Minn. Stat. § 116D.04, subd. 2a (2006), sets forth the criteria for determining when an EIS and an EAW must be prepared for a proposed project. An EIS must be prepared when the proposed project has the "potential for significant environmental effects resulting from any major governmental action," and an EAW is required when there is "material evidence" showing that the project may have the "potential for significant environmental effects." Id.; see Watab Twp. Citizen Alliance v. Benton County Bd. of Comm'rs, 728 N.W.2d 82, 90 (Minn.App. 2007) (stating that material evidence is evidence that "is admissible, relevant, and consequential to determine whether the project may have the potential for significant environmental effects"), review denied (Minn. May 15, 2007).

Protected waters

Appellant contends that further environmental review was warranted because Oxbow Creek is a Department of Natural Resources (DNR) protected water, and therefore the preparation of an EIS was required. We disagree.

An EIS must be prepared when the proposed project "will eliminate a protected water or protected wetland." Minn. R. 4410.4400, subps. 1, 20 (2005). A protected water or wetland is a public water or public water wetland as defined in Minn. Stat. § 103G.005, subds. 15-15a (2006). Minn. R. 4410.0200, subps. 69-70 (2005).

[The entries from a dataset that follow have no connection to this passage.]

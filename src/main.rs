//! Purpose: `menuforge` CLI entry point and command dispatch.
//! Role: Binary crate root; parses args, runs commands, prints reports on stdout.
//! Invariants: Errors are emitted as a single JSON object on stderr.
//! Invariants: Process exit code is derived from `core::error::to_exit_code`.
//! Invariants: All transcoding goes through the pure `core` codecs; this layer
//! only does file I/O and reporting.

use std::fs;
use std::io;
use std::path::{Path, PathBuf};

use clap::{CommandFactory, Parser, Subcommand, ValueHint};
use clap_complete::Shell;
use serde::Serialize;
use serde_json::json;
use tracing::warn;
use tracing_subscriber::EnvFilter;

use menuforge::core::catalog::MaterialCatalog;
use menuforge::core::deserialize::{parse_menu_outcome, ParseOutcome};
use menuforge::core::error::{to_exit_code, Error, ErrorKind};
use menuforge::core::material::MaterialTag;
use menuforge::core::serialize::generate_menu;

fn main() {
    tracing_subscriber::fmt()
        .with_env_filter(EnvFilter::from_default_env())
        .with_writer(io::stderr)
        .init();

    let cli = Cli::parse();
    if let Err(err) = run(cli) {
        emit_error(&err);
        std::process::exit(to_exit_code(err.kind()));
    }
}

#[derive(Parser)]
#[command(
    name = "menuforge",
    version,
    about = "Validate and regenerate DeluxeMenus-style menu configurations",
    help_template = r#"{about-with-newline}
{before-help}USAGE
  {usage}

COMMANDS
{subcommands}

OPTIONS
{options}

{after-help}
"#,
    after_help = r#"EXAMPLES
  $ menuforge check shop.yml
  $ menuforge check shop.yml --json --catalog materials.yml --platform 1.21
  $ menuforge fmt shop.yml --write
  $ menuforge roundtrip shop.yml

  $ menuforge <command> --help"#,
    arg_required_else_help = true
)]
struct Cli {
    #[command(subcommand)]
    command: Command,
}

#[derive(Subcommand)]
enum Command {
    #[command(about = "Parse a menu file and report its contents")]
    Check {
        #[arg(value_hint = ValueHint::FilePath)]
        file: PathBuf,
        #[arg(long, help = "Emit the report as JSON on stdout")]
        json: bool,
        #[arg(
            long,
            value_hint = ValueHint::FilePath,
            requires = "platform",
            help = "Material catalog file (version: [names]) to validate against"
        )]
        catalog: Option<PathBuf>,
        #[arg(long, help = "Platform version to look up in the catalog")]
        platform: Option<String>,
    },
    #[command(about = "Parse a menu file and print (or rewrite) its canonical form")]
    Fmt {
        #[arg(value_hint = ValueHint::FilePath)]
        file: PathBuf,
        #[arg(long, help = "Rewrite the file in place instead of printing")]
        write: bool,
    },
    #[command(about = "Verify that parse -> generate -> parse is stable for a file")]
    Roundtrip {
        #[arg(value_hint = ValueHint::FilePath)]
        file: PathBuf,
    },
    #[command(about = "Generate shell completions")]
    Completions { shell: Shell },
}

#[derive(Serialize)]
struct CheckReport {
    file: String,
    title: String,
    inventory_type: String,
    size: u32,
    items: usize,
    args: usize,
    dropped_items: Vec<String>,
    #[serde(skip_serializing_if = "Vec::is_empty")]
    unknown_materials: Vec<String>,
}

fn run(cli: Cli) -> Result<(), Error> {
    match cli.command {
        Command::Check {
            file,
            json,
            catalog,
            platform,
        } => check(&file, json, catalog.as_deref(), platform.as_deref()),
        Command::Fmt { file, write } => fmt(&file, write),
        Command::Roundtrip { file } => roundtrip(&file),
        Command::Completions { shell } => {
            let mut command = Cli::command();
            clap_complete::generate(shell, &mut command, "menuforge", &mut io::stdout());
            Ok(())
        }
    }
}

fn check(
    file: &Path,
    json: bool,
    catalog: Option<&Path>,
    platform: Option<&str>,
) -> Result<(), Error> {
    let text = read_file(file)?;
    let outcome = parse_menu_outcome(&text)?;
    warn_dropped(&outcome);

    let unknown_materials = match (catalog, platform) {
        (Some(catalog_path), Some(platform)) => {
            let catalog = MaterialCatalog::from_yaml(&read_file(catalog_path)?)?;
            if catalog.lookup(platform).is_none() {
                return Err(Error::new(ErrorKind::Usage)
                    .with_message(format!("unknown platform version {platform}"))
                    .with_hint(format!(
                        "Catalog versions: {}",
                        catalog.versions().collect::<Vec<_>>().join(", ")
                    )));
            }
            unknown_vanilla_materials(&outcome, &catalog, platform)
        }
        _ => Vec::new(),
    };

    let settings = &outcome.settings;
    let report = CheckReport {
        file: file.display().to_string(),
        title: settings.title.clone(),
        inventory_type: settings.menu_type.as_str().to_string(),
        size: settings.size,
        items: settings.items.len(),
        args: settings.args.len(),
        dropped_items: outcome.dropped_items.clone(),
        unknown_materials,
    };

    if json {
        let rendered = serde_json::to_string_pretty(&report).map_err(|err| {
            Error::new(ErrorKind::Internal)
                .with_message("cannot render report")
                .with_source(err)
        })?;
        println!("{rendered}");
    } else {
        println!(
            "{}: \"{}\" ({} {} slots), {} item(s), {} arg(s)",
            report.file, report.title, report.inventory_type, report.size, report.items, report.args
        );
        for id in &report.dropped_items {
            println!("  dropped (no slots): {id}");
        }
        for material in &report.unknown_materials {
            println!("  unknown material: {material}");
        }
    }
    Ok(())
}

fn unknown_vanilla_materials(
    outcome: &ParseOutcome,
    catalog: &MaterialCatalog,
    platform: &str,
) -> Vec<String> {
    let mut unknown = Vec::new();
    for item in &outcome.settings.items {
        if let Some(name) = MaterialTag::parse(&item.material).vanilla_name() {
            if !catalog.contains(platform, name) && !unknown.iter().any(|seen| seen == name) {
                unknown.push(name.to_string());
            }
        }
    }
    unknown
}

fn fmt(file: &Path, write: bool) -> Result<(), Error> {
    let text = read_file(file)?;
    let outcome = parse_menu_outcome(&text)?;
    warn_dropped(&outcome);
    let canonical = generate_menu(&outcome.settings)?;

    if write {
        fs::write(file, &canonical).map_err(|err| {
            Error::new(ErrorKind::Io)
                .with_message(format!("cannot write {}", file.display()))
                .with_source(err)
        })?;
    } else {
        print!("{canonical}");
    }
    Ok(())
}

fn roundtrip(file: &Path) -> Result<(), Error> {
    let text = read_file(file)?;
    let first = parse_menu_outcome(&text)?;
    warn_dropped(&first);
    let canonical = generate_menu(&first.settings)?;

    let reparsed = parse_menu_outcome(&canonical).map_err(|err| {
        Error::new(ErrorKind::Generate)
            .with_message("generated configuration does not parse back")
            .with_source(err)
    })?;
    let canonical_again = generate_menu(&reparsed.settings)?;

    if canonical != canonical_again {
        return Err(Error::new(ErrorKind::Generate)
            .with_message(format!("round-trip drift detected for {}", file.display()))
            .with_hint(
                "Re-serializing the parsed output produced different text. \
                 This is a transcoder bug; please report the input file.",
            ));
    }

    println!(
        "round-trip stable: {} ({} item(s))",
        file.display(),
        reparsed.settings.items.len()
    );
    Ok(())
}

fn warn_dropped(outcome: &ParseOutcome) {
    for id in &outcome.dropped_items {
        warn!(item = %id, "item has no usable slots; dropped");
    }
}

fn read_file(path: &Path) -> Result<String, Error> {
    fs::read_to_string(path).map_err(|err| {
        Error::new(ErrorKind::Io)
            .with_message(format!("cannot read {}", path.display()))
            .with_source(err)
    })
}

fn emit_error(err: &Error) {
    let mut body = json!({
        "kind": format!("{:?}", err.kind()),
        "message": err.message().unwrap_or("unexpected failure"),
    });
    if let Some(hint) = err.hint() {
        body["hint"] = json!(hint);
    }
    if let Some(source) = std::error::Error::source(err) {
        body["detail"] = json!(source.to_string());
    }
    eprintln!("{}", json!({ "error": body }));
}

Thus, to meet the threshold requirement for an EIS, appellant had to establish that Oxbow Creek is a statutorily defined protected water or wetland and that the disputed development projects will or have eliminated it.

Appellant contends that it provided evidence showing that Oxbow Creek is a DNR protected water. But in its order to dismiss, the district court found that Barton's testimony did not explain the significance of the exhibits or their relevance to his case. The district court concluded that appellant did not show that respondent's actions encroached upon protected waters. The district court's conclusion is amply supported by the record.

At trial, appellant submitted an exhibit of a large map identifying protected DNR waters in Hennepin County and a list outlining the protected waters and wetlands in that area from 1984. On this list, Oxbow Creek was not specifically named as a protected water. Further, appellant did not provide testimony to establish that Oxbow Creek was one of the identified unnamed protected waters on the list. But even if Oxbow Creek was identified as a DNR-protected water in 1984, appellant was still required to establish that Oxbow Creek met the statutory definition of a protected water or wetland at the time of its 2003 petition and that it would be or has been eliminated by the disputed development projects.

While submissions to the district court indicated that Oxbow Creek and its surrounding wetlands existed at some point, there was evidence in the record indicating that for many years prior to appellant's 2003 petition, Oxbow Creek was no longer a natural waterway. In fact, in a March 2003 letter to the Minnesota Board of Water and Soil Resources, Barton expressed concerns for the "watershed and creek that used to flow" in Brooklyn Park, noted that the "creek has been replaced by sterile ponds," and stated that a swamp "is already gone." Further, in reply to one of Barton's letters, the West Mississippi Watershed Management stated: "A panel of water resource experts reviewed the project you mentioned and found that it did not impact any existing wetlands." Thus, the evidence submitted by appellant did not establish that Oxbow Creek was a protected water or wetland and that the disputed development projects would or have eliminated a protected water or wetland so as to mandate an EIS.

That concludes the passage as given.